Her background in both western and integrative medicines allows her to offer the women she sees unique, well-rounded care. Instead of simply treating the problem, she prefers to look at the patient’s overall lifestyle in order to fix the root cause. In other words, she aims to prevent problems before they begin. “In the West, we tend to try and break everything down to its smallest parts and fix them with the hopes of fixing the bigger picture,” she says. “I like to start with the bigger picture (ie: lifestyle, diet, etc.) and then examine how those things contribute to more specific problems such as disease.” Instead of simply treating the symptoms, Dr. Barhaghi prefers to offer her patients non-pharmacologic alternatives first before employing Western medicine which she still considers essential in many situations.

She emphasizes the need for a “dynamic partnership” between patient and physician, a relationship that allows her to better understand how her patients live, work, and play so she can help them create healthy, sustainable habits such as better diet and regular exercise.

She is most passionate about creating a connection with the women she serves, walking with them through the journey of pregnancy and birth (which she considers a normal, healthy process and not a disease), and then continuing to care for them through later life. She’s most looking forward to developing those ongoing relationships in Delta and considers it her “pleasure and honor” to serve the people of Western Colorado.

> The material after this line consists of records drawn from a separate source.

//! Foresight Gatekeeper
//!
//! Enforces the value-normalization contract on statements returned by the
//! extraction oracle instead of trusting the oracle blindly.
//!
//! The Gatekeeper provides:
//! - A deterministic phrase normalizer (`"approximately $1,500 million"` → `"1500000000"`)
//! - Canonical-form checks per metric unit (`%` required, forbidden or optional)
//! - Repair of near-miss values and removal of unrepairable ones
//!
//! # Examples
//!
//! ```
//! use foresight_domain::{FinancialMetric, ForwardLookingStatement};
//! use foresight_gatekeeper::{Gatekeeper, ReviewStatus};
//!
//! let gatekeeper = Gatekeeper::default_config();
//! let statement = ForwardLookingStatement::new(FinancialMetric::GrossMargin, "Margins near 28.")
//!     .with_value(FinancialMetric::GrossMargin, "28");
//!
//! let review = gatekeeper.review(statement);
//! assert_eq!(review.status, ReviewStatus::Repaired);
//! assert_eq!(review.statement.category_value(), Some("28%"));
//! ```

#![warn(missing_docs)]

mod config;
mod normalize;
mod validator;

pub use config::ValidationConfig;
pub use normalize::{format_number, is_canonical, normalize};
pub use validator::{Gatekeeper, Review, ReviewStatus, ValueIssue};
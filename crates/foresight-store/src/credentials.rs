//! JSON credential file

use crate::StoreError;
use serde_json::{Map, Value};
use std::fs;
use std::path::{Path, PathBuf};
use tracing::info;

const API_KEY_FIELD: &str = "api_key";

/// Persists the oracle API key as `{"api_key": "..."}`
///
/// Other fields already present in the file are preserved on save.
#[derive(Debug, Clone)]
pub struct CredentialStore {
    path: PathBuf,
}

impl CredentialStore {
    /// Create a store backed by the given file
    pub fn new(path: impl Into<PathBuf>) -> Self {
        Self { path: path.into() }
    }

    /// Path of the credential file
    pub fn path(&self) -> &Path {
        &self.path
    }

    /// Load the stored key
    ///
    /// A missing file, an empty file or a blank key all yield `None`.
    pub fn load(&self) -> Result<Option<String>, StoreError> {
        if !self.path.exists() {
            return Ok(None);
        }
        let content = fs::read_to_string(&self.path)?;
        if content.trim().is_empty() {
            return Ok(None);
        }

        let value: Value = serde_json::from_str(&content)?;
        let key = value
            .get(API_KEY_FIELD)
            .and_then(Value::as_str)
            .map(str::trim)
            .filter(|key| !key.is_empty())
            .map(str::to_string);
        Ok(key)
    }

    /// Store a new key, trimming surrounding whitespace
    ///
    /// The file is written to a sibling temp file and renamed into place.
    pub fn save(&self, api_key: &str) -> Result<(), StoreError> {
        let api_key = api_key.trim();
        if api_key.is_empty() {
            return Err(StoreError::EmptyCredential);
        }

        let mut fields = self.existing_fields();
        fields.insert(API_KEY_FIELD.to_string(), Value::String(api_key.to_string()));
        let content = serde_json::to_string_pretty(&Value::Object(fields))?;

        if let Some(parent) = self.path.parent().filter(|p| !p.as_os_str().is_empty()) {
            fs::create_dir_all(parent)?;
        }
        let tmp = self.path.with_extension("json.tmp");
        fs::write(&tmp, content)?;
        fs::rename(&tmp, &self.path)?;

        info!("API key saved to {}", self.path.display());
        Ok(())
    }

    fn existing_fields(&self) -> Map<String, Value> {
        fs::read_to_string(&self.path)
            .ok()
            .and_then(|content| serde_json::from_str::<Value>(&content).ok())
            .and_then(|value| match value {
                Value::Object(map) => Some(map),
                _ => None,
            })
            .unwrap_or_default()
    }
}

#[cfg(test)]
mod tests {
    use super::*;
    use tempfile::TempDir;

    #[test]
    fn test_missing_file_loads_none() {
        let dir = TempDir::new().unwrap();
        let store = CredentialStore::new(dir.path().join("config.json"));
        assert_eq!(store.load().unwrap(), None);
    }

    #[test]
    fn test_save_then_load_trims() {
        let dir = TempDir::new().unwrap();
        let store = CredentialStore::new(dir.path().join("config.json"));

        store.save("  sk-abc123 \n").unwrap();
        assert_eq!(store.load().unwrap().as_deref(), Some("sk-abc123"));

        let raw = fs::read_to_string(store.path()).unwrap();
        assert!(raw.contains("\"api_key\": \"sk-abc123\""));
        assert!(!dir.path().join("config.json.tmp").exists());
    }

    #[test]
    fn test_blank_key_rejected() {
        let dir = TempDir::new().unwrap();
        let store = CredentialStore::new(dir.path().join("config.json"));

        assert!(matches!(store.save("   "), Err(StoreError::EmptyCredential)));
        assert!(!store.path().exists());
    }

    #[test]
    fn test_save_preserves_other_fields() {
        let dir = TempDir::new().unwrap();
        let path = dir.path().join("config.json");
        fs::write(&path, r#"{"api_key": "old", "owner": "ops"}"#).unwrap();

        let store = CredentialStore::new(&path);
        store.save("new").unwrap();

        let value: Value = serde_json::from_str(&fs::read_to_string(&path).unwrap()).unwrap();
        assert_eq!(value["api_key"], "new");
        assert_eq!(value["owner"], "ops");
    }

    #[test]
    fn test_blank_stored_key_is_none() {
        let dir = TempDir::new().unwrap();
        let path = dir.path().join("config.json");
        fs::write(&path, r#"{"api_key": "  "}"#).unwrap();

        assert_eq!(CredentialStore::new(&path).load().unwrap(), None);
    }

    #[test]
    fn test_corrupt_file_is_error() {
        let dir = TempDir::new().unwrap();
        let path = dir.path().join("config.json");
        fs::write(&path, "not json").unwrap();

        assert!(matches!(
            CredentialStore::new(&path).load(),
            Err(StoreError::Json(_))
        ));
    }
}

Dr. Barhaghi earned her undergraduate degree in Biochemistry/Biophysics and Biology, graduating Cum Laude from New York’s Rensselaer Polytechnic Institute before receiving her Doctorate of Medicine from Mount Sinai School of Medicine in New York City. She completed her residency training in Obstetrics and Gynecology at Tulane University in New Orleans.

Travel has also been a central part of Dr. Barhaghi’s training. She has cared for women all over the United States, including inner city Manhattan and the South Bronx, Oregon, and Los Angeles as well as internationally in New Zealand and South Africa. Traveling has broadened her scope and given her compassion for people of many different ethnicities and socioeconomic backgrounds as well as an understanding of several different healthcare systems. In addition, she is an active volunteer with Doctors Without Borders, an international humanitarian medical organization dedicated to helping people in countries affected by war or endemic disease. In 2014, she volunteered her talents at a vesicovaginal fistula prevention center in Jahun, Nigeria.

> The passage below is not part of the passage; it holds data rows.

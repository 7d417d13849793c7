//! Parse oracle replies into forward-looking statements

use crate::error::ExtractorError;
use foresight_domain::{FinancialMetric, ForwardLookingStatement};
use serde_json::{Map, Value};
use tracing::{debug, warn};

const STATEMENTS_KEY: &str = "forward_looking_statements";

/// Parse the oracle's reply text
///
/// The reply may wrap the JSON object in prose or a code fence; everything
/// from the first `{` to the last `}` is parsed. A reply without the
/// statements key is a legitimate empty result.
///
/// # Errors
///
/// `InvalidFormat` when the reply holds no JSON object at all, `JsonParse`
/// when the braced region is not valid JSON.
pub fn parse_oracle_reply(reply: &str) -> Result<Vec<ForwardLookingStatement>, ExtractorError> {
    let json_str = extract_json(reply)?;
    let json: Value = serde_json::from_str(json_str)?;

    let Some(entries) = json.get(STATEMENTS_KEY) else {
        debug!("Reply has no '{}' key; treating as empty", STATEMENTS_KEY);
        return Ok(Vec::new());
    };
    let entries = entries.as_array().ok_or_else(|| {
        ExtractorError::InvalidFormat(format!("'{}' is not an array", STATEMENTS_KEY))
    })?;

    let mut statements = Vec::with_capacity(entries.len());
    for (idx, entry) in entries.iter().enumerate() {
        match parse_statement(entry) {
            Ok(statement) => statements.push(statement),
            Err(e) => warn!("Skipping statement {}: {}", idx, e),
        }
    }

    Ok(statements)
}

/// Slice from the first `{` to the last `}`
fn extract_json(reply: &str) -> Result<&str, ExtractorError> {
    match (reply.find('{'), reply.rfind('}')) {
        (Some(start), Some(end)) if start < end => Ok(&reply[start..=end]),
        _ => Err(ExtractorError::InvalidFormat(
            "Reply contains no JSON object".to_string(),
        )),
    }
}

fn parse_statement(entry: &Value) -> Result<ForwardLookingStatement, String> {
    let obj = entry
        .as_object()
        .ok_or_else(|| "Statement is not a JSON object".to_string())?;

    let raw_category = text_field(obj, "category");
    let category = FinancialMetric::parse(&raw_category)
        .ok_or_else(|| format!("Unknown category '{}'", raw_category))?;

    let mut statement = ForwardLookingStatement::new(category, text_field(obj, "sentence"))
        .with_speaker(text_field(obj, "speaker"));
    for metric in FinancialMetric::ALL {
        statement.values.set(metric, text_field(obj, metric.as_str()));
    }

    Ok(statement)
}

/// Strings as-is, numbers stringified, anything else empty
fn text_field(obj: &Map<String, Value>, key: &str) -> String {
    match obj.get(key) {
        Some(Value::String(s)) => s.trim().to_string(),
        Some(Value::Number(n)) => n.to_string(),
        _ => String::new(),
    }
}
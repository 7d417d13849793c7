//! Output formatting for the CLI.

use colored::*;
use foresight_consolidator::ConsolidationReport;
use foresight_extractor::BatchReport;
use tabled::{
    builder::Builder,
    settings::{object::Rows, Alignment, Modify, Style},
};

/// Output formatter.
pub struct Formatter {
    color_enabled: bool,
}

impl Formatter {
    /// Create a new formatter.
    pub fn new(color_enabled: bool) -> Self {
        Self { color_enabled }
    }

    /// Format an extraction run: statements per file, then failures.
    pub fn batch_report(&self, report: &BatchReport) -> String {
        if report.discovered == 0 {
            return self.warning("No transcript files found.");
        }

        let mut sections = Vec::new();

        if !report.per_file.is_empty() {
            let mut builder = Builder::default();
            builder.push_record(["File", "Statements"]);
            for (file, count) in &report.per_file {
                builder.push_record([file.clone(), count.to_string()]);
            }
            sections.push(self.render(builder));
        }

        if !report.failed.is_empty() {
            let mut builder = Builder::default();
            builder.push_record(["Failed file", "Reason"]);
            for (file, reason) in &report.failed {
                builder.push_record([file.as_str(), reason.as_str()]);
            }
            sections.push(self.render(builder));
        }

        let summary = if report.failed.is_empty() {
            self.success(&report.summary())
        } else {
            self.warning(&report.summary())
        };
        sections.push(summary);

        sections.join("\n")
    }

    /// Format a consolidation run.
    pub fn consolidation_report(&self, report: &ConsolidationReport) -> String {
        let mut builder = Builder::default();
        builder.push_record(["Input rows", "Output rows", "Unique tickers", "Metric columns"]);
        builder.push_record([
            report.input_rows.to_string(),
            report.output_rows.to_string(),
            report.unique_tickers.to_string(),
            report.metric_columns.to_string(),
        ]);
        self.render(builder)
    }

    /// Format a success message.
    pub fn success(&self, message: &str) -> String {
        self.colorize(&format!("✓ {}", message), "green")
    }

    /// Format an error message.
    pub fn error(&self, message: &str) -> String {
        self.colorize(&format!("✗ {}", message), "red")
    }

    /// Format an info message.
    pub fn info(&self, message: &str) -> String {
        self.colorize(&format!("ℹ {}", message), "blue")
    }

    /// Format a warning message.
    pub fn warning(&self, message: &str) -> String {
        self.colorize(&format!("⚠ {}", message), "yellow")
    }

    fn render(&self, builder: Builder) -> String {
        let mut table = builder.build();
        table
            .with(Style::rounded())
            .with(Modify::new(Rows::first()).with(Alignment::center()));
        table.to_string()
    }

    /// Colorize text if color is enabled.
    fn colorize(&self, text: &str, color: &str) -> String {
        if !self.color_enabled {
            return text.to_string();
        }

        match color {
            "red" => text.red().to_string(),
            "green" => text.green().to_string(),
            "blue" => text.blue().to_string(),
            "yellow" => text.yellow().to_string(),
            _ => text.to_string(),
        }
    }
}

/// Hide all but the first and last four characters of a key.
pub fn mask_key(key: &str) -> String {
    let chars: Vec<char> = key.chars().collect();
    if chars.len() <= 8 {
        return "*".repeat(chars.len());
    }
    let head: String = chars[..4].iter().collect();
    let tail: String = chars[chars.len() - 4..].iter().collect();
    format!("{}{}{}", head, "*".repeat(chars.len() - 8), tail)
}
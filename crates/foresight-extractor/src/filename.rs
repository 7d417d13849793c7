//! Transcript metadata from file names

use foresight_domain::TranscriptMetadata;
use regex::Regex;
use std::sync::LazyLock;

static FILENAME_RE: LazyLock<Regex> = LazyLock::new(|| {
    Regex::new(r"(\d{4})-(\w{3})-(\d{2})-(.+?)\.([A-Z]+)-").expect("valid regex")
});

/// Recover company and date from a `YYYY-MMM-DD-TICKER.EXCHANGE-...` name
///
/// The pattern may appear anywhere in the name; the first match wins. Names
/// that do not match yield metadata with only `filename` set.
///
/// ```
/// use foresight_extractor::parse_filename;
///
/// let meta = parse_filename("2024-Mar-15-AAPL.NASDAQ-Transcript.txt");
/// assert_eq!(meta.ticker, "AAPL");
/// assert_eq!(meta.exchange, "NASDAQ");
/// ```
pub fn parse_filename(filename: &str) -> TranscriptMetadata {
    let Some(caps) = FILENAME_RE.captures(filename) else {
        return TranscriptMetadata::unparsed(filename);
    };

    TranscriptMetadata {
        year: caps[1].to_string(),
        month: caps[2].to_string(),
        day: caps[3].to_string(),
        ticker: caps[4].to_string(),
        exchange: caps[5].to_string(),
        filename: filename.to_string(),
    }
}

Western medicine and Integrative medicine, although different from one another, can actually enhance each other’s effectiveness, resulting in more responsible care that is less invasive and requires less of a need for medication. According to Dr. Barhaghi, our focus must shift away from merely finding a cure to healing a person’s entire body by helping it come into balance.

Ultimately, she believes that both approaches, used in harmony, give her patients more options, more control over their own care, and better health and wellbeing.